Monday, August 26, 2013

Overheard in Recovery: Anger

They didn't mean it as a take-off on an old line about Jesus and life, but I heard it that way:

Know anger, no happiness
No anger, know happiness.
One of those truisms heard around 12-Step meeting tables is that for those in recovery issues of anger are downright poisonous. They will, without question, build in dangerous thoughts and finally into a relapse. It comes from the Big Book of Alcoholics Anonymous where Bill W. and friends said:
It is plain that a life which includes deep resentment leads only to futility and unhappiness. To the precise extent that we permit these, do we squander the hours that might have been worth while. But with the alcoholic, whose hope is the maintenance and growth of a spiritual experience, this business of resentment is infinitely grave. We found that it is fatal. For when harboring such feelings we shut ourselves off from the sunlight of the Spirit. The insanity of alcohol returns and we drink again. And with us, to drink is to die.
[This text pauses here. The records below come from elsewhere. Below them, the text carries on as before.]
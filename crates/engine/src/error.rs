// SPDX-License-Identifier: BUSL-1.1
// Copyright (c) 2026 Alfred Jean LLC

//! Error types for the engine service

use seal_core::{ConfigError, WorkflowError};
use seal_storage::StoreError;
use thiserror::Error;

/// Errors that can occur in the engine
#[derive(Debug, Error)]
pub enum EngineError {
    /// State machine, routing, lock or validation failure
    #[error(transparent)]
    Workflow(#[from] WorkflowError),
    #[error("storage error: {0}")]
    Store(StoreError),
    #[error(transparent)]
    Config(#[from] ConfigError),
    #[error("failed to open audit log: {0}")]
    AuditOpen(#[source] std::io::Error),
}

impl EngineError {
    /// The domain error, when this is one
    pub fn workflow(&self) -> Option<&WorkflowError> {
        match self {
            EngineError::Workflow(e) => Some(e),
            _ => None,
        }
    }
}

impl From<StoreError> for EngineError {
    fn from(err: StoreError) -> Self {
        match err {
            StoreError::VersionConflict {
                envelope_id,
                expected,
                found,
            } => EngineError::Workflow(WorkflowError::VersionConflict {
                envelope_id,
                expected,
                found,
            }),
            // Someone else's acquire, release or reclaim landed first
            StoreError::LockChanged { envelope_id } => {
                EngineError::Workflow(WorkflowError::TokenMismatch { envelope_id })
            }
            other => EngineError::Store(other),
        }
    }
}
// SPDX-License-Identifier: BUSL-1.1
// Copyright (c) 2026 Alfred Jean LLC

//! Error taxonomy for envelope workflow operations

use crate::id::{EnvelopeId, RecipientId, StepId};
use thiserror::Error;

/// Errors surfaced synchronously by the state machines, router and lock table
#[derive(Debug, Clone, PartialEq, Eq, Error)]
pub enum WorkflowError {
    #[error("cannot {attempted} {resource} {id}: current state is {current}")]
    InvalidTransition {
        resource: &'static str,
        id: String,
        current: String,
        attempted: &'static str,
    },

    #[error("envelope {envelope_id} is locked by {holder}")]
    AlreadyLocked {
        envelope_id: EnvelopeId,
        holder: String,
    },

    #[error("lock on envelope {envelope_id} is held under a different token")]
    TokenMismatch { envelope_id: EnvelopeId },

    #[error("lock on envelope {envelope_id} has expired or does not exist")]
    LockExpired { envelope_id: EnvelopeId },

    #[error(
        "recipient {recipient_id} (routing order {routing_order}) cannot act yet: {reason}"
    )]
    RoutingBlocked {
        recipient_id: RecipientId,
        routing_order: u32,
        reason: String,
    },

    #[error("delivery to {target} for envelope {envelope_id} exhausted {attempts} retries")]
    RetryExhausted {
        envelope_id: EnvelopeId,
        target: String,
        attempts: u32,
    },

    #[error("workflow step {step_id} is {current}, expected {expected}")]
    StepState {
        step_id: StepId,
        current: String,
        expected: &'static str,
    },

    #[error("envelope {envelope_id} was modified concurrently (expected version {expected}, found {found})")]
    VersionConflict {
        envelope_id: EnvelopeId,
        expected: u64,
        found: u64,
    },

    #[error("{kind} not found: {id}")]
    NotFound { kind: &'static str, id: String },

    #[error("validation error: {0}")]
    Validation(String),
}

impl WorkflowError {
    pub fn validation(message: impl Into<String>) -> Self {
        Self::Validation(message.into())
    }

    pub fn not_found(kind: &'static str, id: impl std::fmt::Display) -> Self {
        Self::NotFound {
            kind,
            id: id.to_string(),
        }
    }
}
If we were to live, we had to be free of anger. The grouch and the brainstorm were not for us. They may be the dubious luxury of normal men, but for alcoholics these things are poison.[Emphasis added.]
Anger is a barrier, a block that keeps what Bill W. called the "sunlight of the Spirit." I believe from what I have seen over the years that this is not even a "dubious luxury of normal men." The pain that anger engenders is devastating. It tears people, families, communities and nations apart. Anger undermines any possibility for hope.

Anger is often appropriate when someone hurts you, of course. But what do you do with it? How does it eat away at you as you seek revenge or retribution? That is the point where anger moves from a human emotion to a primal or primitive survival reaction.

Underneath anger is often a secondary emotion. It is a response to hurt, fear, embarrassment, sadness. When one is anger we feel as if we can at least do something. Strike back! In reality whether the anger is directed outward and hurts other or turns inward and hurts ourselves (our self) it can destroy more than it can build.

Righteous anger can even be worse. Righteousness is always a difficult foundation on which to build anger. It justifies and gives permission to do something that can hurt others. It is far better to take that energy of anger and turn it somewhere helpful, positive and hopeful. It is better to build with it rather than tear down.

As the anonymous quote at the top said, the result will be happiness.